Power Tools for Technical Communication: Headings Practice

In this lab, you compose headings for a technical document:
  1. Copy the text below this box, and paste it into your preferred word-processing software.
  2. Add headings at the appropriate points in the text and at the appropriate levels (use first-, second-, or third-level headings).
  3. You are welcome to use other fonts or other typographical effects, but bold on these headings works just fine.
  4. Put your name, Headings Practice: Print, and the date on this document, and either print it out or show it on screen to your instructor, or send it be e-mail attachment to your instructor.

Continental drift is the scientific theory which explains how continents have moved in geologic time. It also explains how mountains form and why volcanoes and earthquakes occur. The positions of the continents affect climate and the ability of species to move from one place to another.

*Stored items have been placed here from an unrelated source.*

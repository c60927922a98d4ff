use core::fmt;

#[cfg(feature = "serde")]
use serde::{Deserialize as SerdeDeserialize, Serialize as SerdeSerialize};

macro_rules! define_id {
    ($name:ident, $doc:expr) => {
        #[doc = $doc]
        #[derive(Debug, Clone, Copy, PartialEq, Eq, Hash, PartialOrd, Ord)]
        #[cfg_attr(feature = "serde", derive(SerdeDeserialize, SerdeSerialize))]
        #[cfg_attr(feature = "serde", serde(transparent))]
        #[repr(transparent)]
        pub struct $name(pub u32);

        impl $name {
            pub const fn new(id: u32) -> Self {
                Self(id)
            }
        }

        impl From<u32> for $name {
            fn from(id: u32) -> Self {
                Self(id)
            }
        }

        impl From<$name> for u32 {
            fn from(id: $name) -> u32 {
                id.0
            }
        }

        impl fmt::Display for $name {
            fn fmt(&self, f: &mut fmt::Formatter<'_>) -> fmt::Result {
                write!(f, "{}", self.0)
            }
        }
    };
}

define_id!(SegmentId, "Position of a bunsetsu within its sentence, as numbered by the parser.");
define_id!(ArgumentId, "Identifier a segment declares with `ID=\"n\"` so predicates can refer to it.");

impl SegmentId {
    /// 1-based column of this segment in the deptext row.
    pub const fn column(self) -> usize {
        self.0 as usize + 1
    }
}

The earth is composed of three layers: (1) a thin, rigid, brittle crust; (2) a hotter, denser, semi-solid mantle; and (3) a core made up of molten rock surrounding a very dense, solid center. There are two types of crust: oceanic and continental. Oceanic crust is made of heavy basaltic rock; it is relatively thin about 3 miles (5 km) thick. Continental crust is made of light granitic rock; it is 20 miles (32 km) thick on average and can be up to 120 miles (200 km) thick under high mountains or the centers of old continents. Its deep roots under mountains allows them float high.

Tectonic plates are massive irregularly shaped slabs of crust that move together with the cool, rigid upper part of the mantle; plates are 50 miles (80 km) thick on average. They are often composed of both continental and oceanic crust. The earth today is divided into 15 large and small plates, from hundreds to thousands of miles across (see Figure 1). South America and the South Atlantic Ocean make up one large plate. Central America and the Caribbean Sea make up a small plate.

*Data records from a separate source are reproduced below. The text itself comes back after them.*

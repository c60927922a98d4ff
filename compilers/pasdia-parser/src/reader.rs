use std::io::BufRead;

use pasdia_protocol::{Head, Segment, SegmentId, Sentence};

use crate::error::{FormatError, ReadError};

pub const EOS_MARKER: &str = "EOS";
pub const HEADER_MARKER: char = '*';

/// Number of space-separated fields in a segment header (`* 0 2D 0/1 1.234`).
const HEADER_FIELDS: usize = 5;

/// Id and head decoded from a segment header.
#[derive(Debug, Clone, Copy, PartialEq, Eq)]
pub struct SegmentHeader {
    pub id: SegmentId,
    pub head: Head,
}

#[derive(Debug, Clone, PartialEq, Eq)]
pub enum Line<'a> {
    EndOfSentence,
    Header(SegmentHeader),
    /// A morpheme record, trailing whitespace removed.
    Morph(&'a str),
}

/// Classify one input line. Only header lines can fail.
pub fn classify_line(line: &str, line_no: usize) -> Result<Line<'_>, FormatError> {
    let line = line.trim_end();

    if line.starts_with(EOS_MARKER) {
        return Ok(Line::EndOfSentence);
    }
    if line.starts_with(HEADER_MARKER) {
        return parse_header(line, line_no).map(Line::Header);
    }
    Ok(Line::Morph(line))
}

fn parse_header(line: &str, line_no: usize) -> Result<SegmentHeader, FormatError> {
    // Split on single spaces: doubled spaces count as empty fields
    let fields: Vec<&str> = line.split(' ').collect();
    if fields.len() != HEADER_FIELDS {
        return Err(FormatError::FieldCount {
            line_no,
            found: fields.len(),
            line: line.to_string(),
        });
    }

    // "2D" -> head "2", direction 'D'
    let head_field = fields[2];
    let head_raw = match head_field.chars().last() {
        Some(dir) if dir.is_alphabetic() => &head_field[..head_field.len() - dir.len_utf8()],
        _ => {
            return Err(FormatError::MissingDirection {
                line_no,
                line: line.to_string(),
            })
        }
    };

    let invalid = |field: &str| FormatError::InvalidNumber {
        line_no,
        field: field.to_string(),
        line: line.to_string(),
    };

    let id = fields[1]
        .parse::<u32>()
        .map(SegmentId)
        .map_err(|_| invalid(fields[1]))?;
    let head = head_raw
        .parse::<i64>()
        .ok()
        .and_then(Head::from_raw)
        .ok_or_else(|| invalid(head_raw))?;

    Ok(SegmentHeader { id, head })
}

/// Incremental line-by-line reader state.
#[derive(Debug, Default)]
pub struct TreeReader {
    sentences: Vec<Sentence>,
    segments: Vec<Segment>,
    current: Option<Segment>,
    line_no: usize,
}

impl TreeReader {
    pub fn new() -> Self {
        Self::default()
    }

    pub fn feed(&mut self, line: &str) -> Result<(), FormatError> {
        self.line_no += 1;

        match classify_line(line, self.line_no)? {
            Line::EndOfSentence => {
                if let Some(segment) = self.current.take() {
                    self.segments.push(segment);
                }
                let segments = std::mem::take(&mut self.segments);
                self.sentences.push(Sentence::new(segments));
            }
            Line::Header(header) => {
                if let Some(segment) = self.current.take() {
                    self.segments.push(segment);
                }
                self.current = Some(Segment::new(header.id, header.head));
            }
            Line::Morph(record) => match self.current.as_mut() {
                Some(segment) => segment.add(record.to_string()),
                None => {
                    tracing::debug!(line_no = self.line_no, "morpheme outside any segment, dropped");
                }
            },
        }
        Ok(())
    }

    /// Completed sentences. Anything after the last `EOS` is discarded.
    pub fn finish(self) -> Vec<Sentence> {
        if self.current.is_some() || !self.segments.is_empty() {
            tracing::debug!("input ended without EOS, trailing segments dropped");
        }
        self.sentences
    }
}

/// Read a whole tree-format stream into sentences.
pub fn read_deptree<R: BufRead>(input: R) -> Result<Vec<Sentence>, ReadError> {
    let mut reader = TreeReader::new();
    for line in input.lines() {
        reader.feed(&line?)?;
    }
    let sentences = reader.finish();
    tracing::debug!(count = sentences.len(), "read sentences");
    Ok(sentences)
}

/// Same as [`read_deptree`] for input already in memory.
pub fn parse_deptree(input: &str) -> Result<Vec<Sentence>, FormatError> {
    let mut reader = TreeReader::new();
    for line in input.lines() {
        reader.feed(line)?;
    }
    Ok(reader.finish())
}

Tectonic plates move in relation to one another. How they do this is not fully understood. The rising, cooling off and sinking of molten rock in the lower mantle probably propels the plates above. Most of the action in geology, including volcanoes and earthquakes, takes place at the boundaries between plates. There are three types of boundaries: (1) divergent, (2) convergent, and (3) transform.

A divergent boundary occurs between plates that are pulling apart from one another. As they do, they leave a weak line in the crust where magma can erupt through, creating a ridge of new crust. The new crust continues to pull away from the boundary in both directions, allowing more crust to form along the ridge. Most of the earth's divergent boundaries are below the oceans. The undersea spreading ridges that they form circle the globe like the stitches on a baseball. The Mid-Atlantic Ridge is a spreading ridge that runs the length of the Atlantic Ocean. A divergent boundary that occurs between continental plates forms a rift. Eventually the two land masses break apart. The Rift Valley of East Africa is a continental rift. Eventually, it will break off East Africa from the rest of Africa.

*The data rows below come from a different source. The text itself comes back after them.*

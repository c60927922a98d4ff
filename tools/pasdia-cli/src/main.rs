use std::fs::File;
use std::io::{self, BufReader, BufWriter, Write};
use std::path::{Path, PathBuf};

use anyhow::Context;
use clap::Parser;
use pasdia_cli::config::{
    Platform, RenderConfig, RowSource, DEFAULT_DEPTEXT_OPTION, DEFAULT_DEP_OPTION, DEFAULT_DOC_CLASS,
};
use pasdia_cli::render::LatexFormatter;
use pasdia_cli::{convert, write_pas_json};
use tracing::Level;

#[derive(Parser)]
#[command(
    author,
    version,
    about = "Draws CaboCha dependency trees with predicate-argument links as tikz-dependency LaTeX"
)]
struct Cli {
    /// [INPUT] OUTPUT. Input is read from stdin when omitted or `-`.
    #[arg(value_name = "PATHS", num_args = 1..=2, required = true)]
    paths: Vec<PathBuf>,

    /// The options of documentclass
    #[arg(long = "doc-option", value_name = "CLASS", default_value = DEFAULT_DOC_CLASS)]
    doc_option: String,

    /// Japanese font (defaults to a platform-specific font)
    #[arg(long, value_name = "NAME", env = "PASDIA_FONT")]
    font: Option<String>,

    /// The option of the dependency environment
    #[arg(long = "dep-option", value_name = "OPTS", default_value = DEFAULT_DEP_OPTION)]
    dep_option: String,

    /// The option of the deptext environment
    #[arg(long = "deptxt-option", value_name = "OPTS", default_value = DEFAULT_DEPTEXT_OPTION)]
    deptxt_option: String,

    /// Cells of the deptext row
    #[arg(long, value_enum, default_value_t = RowSource::Segments)]
    row: RowSource,

    /// Also dump PAS summaries and edges as JSON
    #[arg(long = "pas-json", value_name = "FILE")]
    pas_json: Option<PathBuf>,

    /// Debug logging
    #[arg(short, long)]
    verbose: bool,
}

impl Cli {
    fn io_paths(&self) -> anyhow::Result<(Option<&Path>, &Path)> {
        let (output, rest) = self.paths.split_last().context("missing OUTPUT path")?;
        let input = rest.first().filter(|p| p.as_os_str() != "-");
        Ok((input.map(PathBuf::as_path), output.as_path()))
    }
}

fn main() -> anyhow::Result<()> {
    let cli = Cli::parse();

    tracing_subscriber::fmt()
        .with_writer(io::stderr)
        .with_max_level(if cli.verbose { Level::DEBUG } else { Level::INFO })
        .init();

    let platform = Platform::current();
    let config = RenderConfig {
        doc_class: cli.doc_option.clone(),
        font: cli.font.clone().unwrap_or_else(|| platform.default_font().to_string()),
        dep_option: cli.dep_option.clone(),
        deptext_option: cli.deptxt_option.clone(),
        row: cli.row,
    };
    tracing::debug!(?platform, font = %config.font, "render config");
    let formatter = LatexFormatter::new(config);

    let (input, output) = cli.io_paths()?;

    // Parse everything before touching the output file
    let mut buffer = Vec::new();
    let rendered = match input {
        Some(path) => {
            tracing::info!(path = %path.display(), "reading");
            let file = File::open(path).with_context(|| format!("Failed to open {}", path.display()))?;
            convert(BufReader::new(file), &mut buffer, &formatter)?
        }
        None => {
            tracing::info!("reading stdin");
            convert(io::stdin().lock(), &mut buffer, &formatter)?
        }
    };

    let file = File::create(output).with_context(|| format!("Failed to create {}", output.display()))?;
    let mut writer = BufWriter::new(file);
    writer.write_all(&buffer)?;
    writer.flush()?;
    tracing::info!(path = %output.display(), sentences = rendered.len(), "wrote LaTeX");

    if let Some(path) = &cli.pas_json {
        let file = File::create(path).with_context(|| format!("Failed to create {}", path.display()))?;
        write_pas_json(BufWriter::new(file), &rendered)?;
        tracing::info!(path = %path.display(), "wrote PAS summary");
    }

    Ok(())
}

A convergent or colliding boundary occurs between plates that are moving toward one another. When one or both of the plates boundaries are made of oceanic crust, one plate sinks under the other in a process called subduction. When spreading oceanic crust collides with continental crust, it sinks into a trench under the continental crust, forcing it up into mountains. The Nazca plate of oceanic crust is colliding with the western boundary of the South American plate, forcing up the Andes Mountains. When spreading oceanic crust collides with another plate of oceanic crust, one of the two sinks into a trench under the other. Undersea volcanoes are often spawned in the process. If they grow large enough, they may become an arc of volcanic islands at the plate boundary. The Australian plate is subducting under the Eurasian plate, forming the volcanic Indonesian Archipelago. When continental crust collides with another plate of continental crust, both plates buckle, forming mountains. The Indian plate is colliding with the Eurasian plate, forming the Himalayan Mountains.

A transform boundary occurs between plates that are sliding past one another. They are most common on the ocean floor, though the San Andres fault in California is a transform boundary between the Pacific and North American plates. Earthquakes are common along transform boundaries.